Kiel Working Papers, Kiel Institute for World Economics
No 1663:
Confronting the Representative Consumer with Household-Size Heterogeneity
Christos Koulovatianos, Carsten Schröder and Ulrich Schmidt
Abstract: Much analysis in macroeconomics empirically addresses
economy-wide incentives behind consumer/investment choices by using
insights from the way a single representative household would behave.
Heterogeneity at the micro level can jeopardize attempts to back up the
representative consumer construct with microfoundations. One complex aspect
of micro-level heterogeneity is household size, as individuals living in
multi-member households have the potential to share goods within the
household, benefiting from household-size economies.
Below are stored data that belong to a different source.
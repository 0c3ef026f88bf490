//! Runtime function composition over a uniform type.
//!
//! The [`compose!`](crate::compose!) macro composes a chain whose length
//! and types are known at compile time. [`Composition`] is its runtime
//! counterpart: an ordered sequence of boxed functions over one type,
//! assembled dynamically and evaluated right-to-left. Unlike the macro,
//! an empty sequence can be represented, so invoking one is a defined
//! error rather than an unchecked edge case.

use std::fmt;

/// Error returned when an empty [`Composition`] is invoked.
///
/// There is no identity fallback for a composition of zero functions; the
/// caller must supply at least one.
///
/// # Examples
///
/// ```rust
/// use fnkit::compose::{Composition, EmptyCompositionError};
///
/// let empty: Composition<i32> = Composition::new();
/// assert_eq!(empty.call(1), Err(EmptyCompositionError));
/// ```
#[derive(Debug, Clone, Copy, PartialEq, Eq)]
pub struct EmptyCompositionError;

impl fmt::Display for EmptyCompositionError {
    fn fmt(&self, formatter: &mut fmt::Formatter<'_>) -> fmt::Result {
        write!(
            formatter,
            "Composition::call: empty function sequence. Compose at least one function."
        )
    }
}

impl std::error::Error for EmptyCompositionError {}

/// An ordered sequence of functions over one type, applied right-to-left.
///
/// Functions are supplied outermost-first, exactly like the arguments of
/// [`compose!`](crate::compose!): the function added last is applied first
/// and receives the call's input; every other function is applied to the
/// return value of the function to its right. The chain is stateless after
/// construction and can be called any number of times.
///
/// # Examples
///
/// ```rust
/// use fnkit::compose::Composition;
///
/// let composed = Composition::new()
///     .with(|x: i32| x * x) // applied second
///     .with(|x: i32| x + 1); // applied first
///
/// // square(add_one(2)) = 9
/// assert_eq!(composed.call(2), Ok(9));
/// ```
///
/// ## Assembling from boxed functions
///
/// ```rust
/// use fnkit::compose::Composition;
///
/// let stages: Vec<Box<dyn Fn(String) -> String>> = vec![
///     Box::new(|s| format!("{s}!")),
///     Box::new(|s: String| s.to_uppercase()),
/// ];
///
/// let composed = Composition::from_functions(stages);
/// assert_eq!(composed.call("hey".to_string()), Ok("HEY!".to_string()));
/// ```
pub struct Composition<T> {
    functions: Vec<Box<dyn Fn(T) -> T>>,
}

impl<T> Composition<T> {
    /// Creates an empty composition.
    ///
    /// An empty composition is a valid value but cannot be invoked; add
    /// functions with [`with`](Self::with) before calling.
    #[inline]
    pub fn new() -> Self {
        Self {
            functions: Vec::new(),
        }
    }

    /// Wraps an already-ordered sequence of functions, outermost first.
    #[inline]
    pub fn from_functions(functions: Vec<Box<dyn Fn(T) -> T>>) -> Self {
        Self { functions }
    }

    /// Appends a function to the inner end of the chain.
    ///
    /// The function added last is applied first, mirroring the
    /// right-to-left reading of `compose!`.
    #[must_use]
    pub fn with<F>(mut self, function: F) -> Self
    where
        F: Fn(T) -> T + 'static,
    {
        self.functions.push(Box::new(function));
        self
    }

    /// The number of functions in the chain.
    #[inline]
    pub fn len(&self) -> usize {
        self.functions.len()
    }

    /// Returns `true` if the chain holds no functions.
    #[inline]
    pub fn is_empty(&self) -> bool {
        self.functions.is_empty()
    }

    /// Applies the chain to `input`, right-to-left.
    ///
    /// # Errors
    ///
    /// Returns [`EmptyCompositionError`] if the chain holds no functions.
    pub fn call(&self, input: T) -> Result<T, EmptyCompositionError> {
        if self.functions.is_empty() {
            return Err(EmptyCompositionError);
        }

        let mut value = input;
        for function in self.functions.iter().rev() {
            value = function(value);
        }
        Ok(value)
    }
}

impl<T> Default for Composition<T> {
    fn default() -> Self {
        Self::new()
    }
}

impl<T> fmt::Debug for Composition<T> {
    fn fmt(&self, formatter: &mut fmt::Formatter<'_>) -> fmt::Result {
        formatter
            .debug_struct("Composition")
            .field("functions", &self.functions.len())
            .finish()
    }
}

#[cfg(test)]
mod tests {
    use super::*;

    #[test]
    fn test_single_function() {
        let composed = Composition::new().with(|x: i32| x * 3);
        assert_eq!(composed.call(4), Ok(12));
    }

    #[test]
    fn test_right_to_left_order() {
        // with() order mirrors compose!: last added runs first
        let composed = Composition::new()
            .with(|x: i32| x * x)
            .with(|x: i32| x + 1);
        assert_eq!(composed.call(2), Ok(9));
    }

    #[test]
    fn test_empty_composition_fails() {
        let empty: Composition<String> = Composition::new();
        let error = empty.call("input".to_string()).unwrap_err();
        assert_eq!(error, EmptyCompositionError);
        assert!(error.to_string().contains("empty function sequence"));
    }

    #[test]
    fn test_reusable() {
        let composed = Composition::new().with(|x: i32| x + 1);
        assert_eq!(composed.call(1), Ok(2));
        assert_eq!(composed.call(41), Ok(42));
    }
}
Theoretically, we show
that validating the role of a representative consumer would require that
the way individuals benefit from intra-household sharing is strictly
aligned across the rich and the poor: once expenditures for subsistence
needs are subtracted from disposable household income, household-size
economies the remainder (discretionary) household incomes entail must be
the same across the rich and the poor. We have designed a survey method
that allows the testing of this stringent property of intra-household
sharing and find that it holds
Keywords: Linear Aggregation, Equivalent Expenditures, Survey Method, Household-Size Economies; (follow links to similar papers)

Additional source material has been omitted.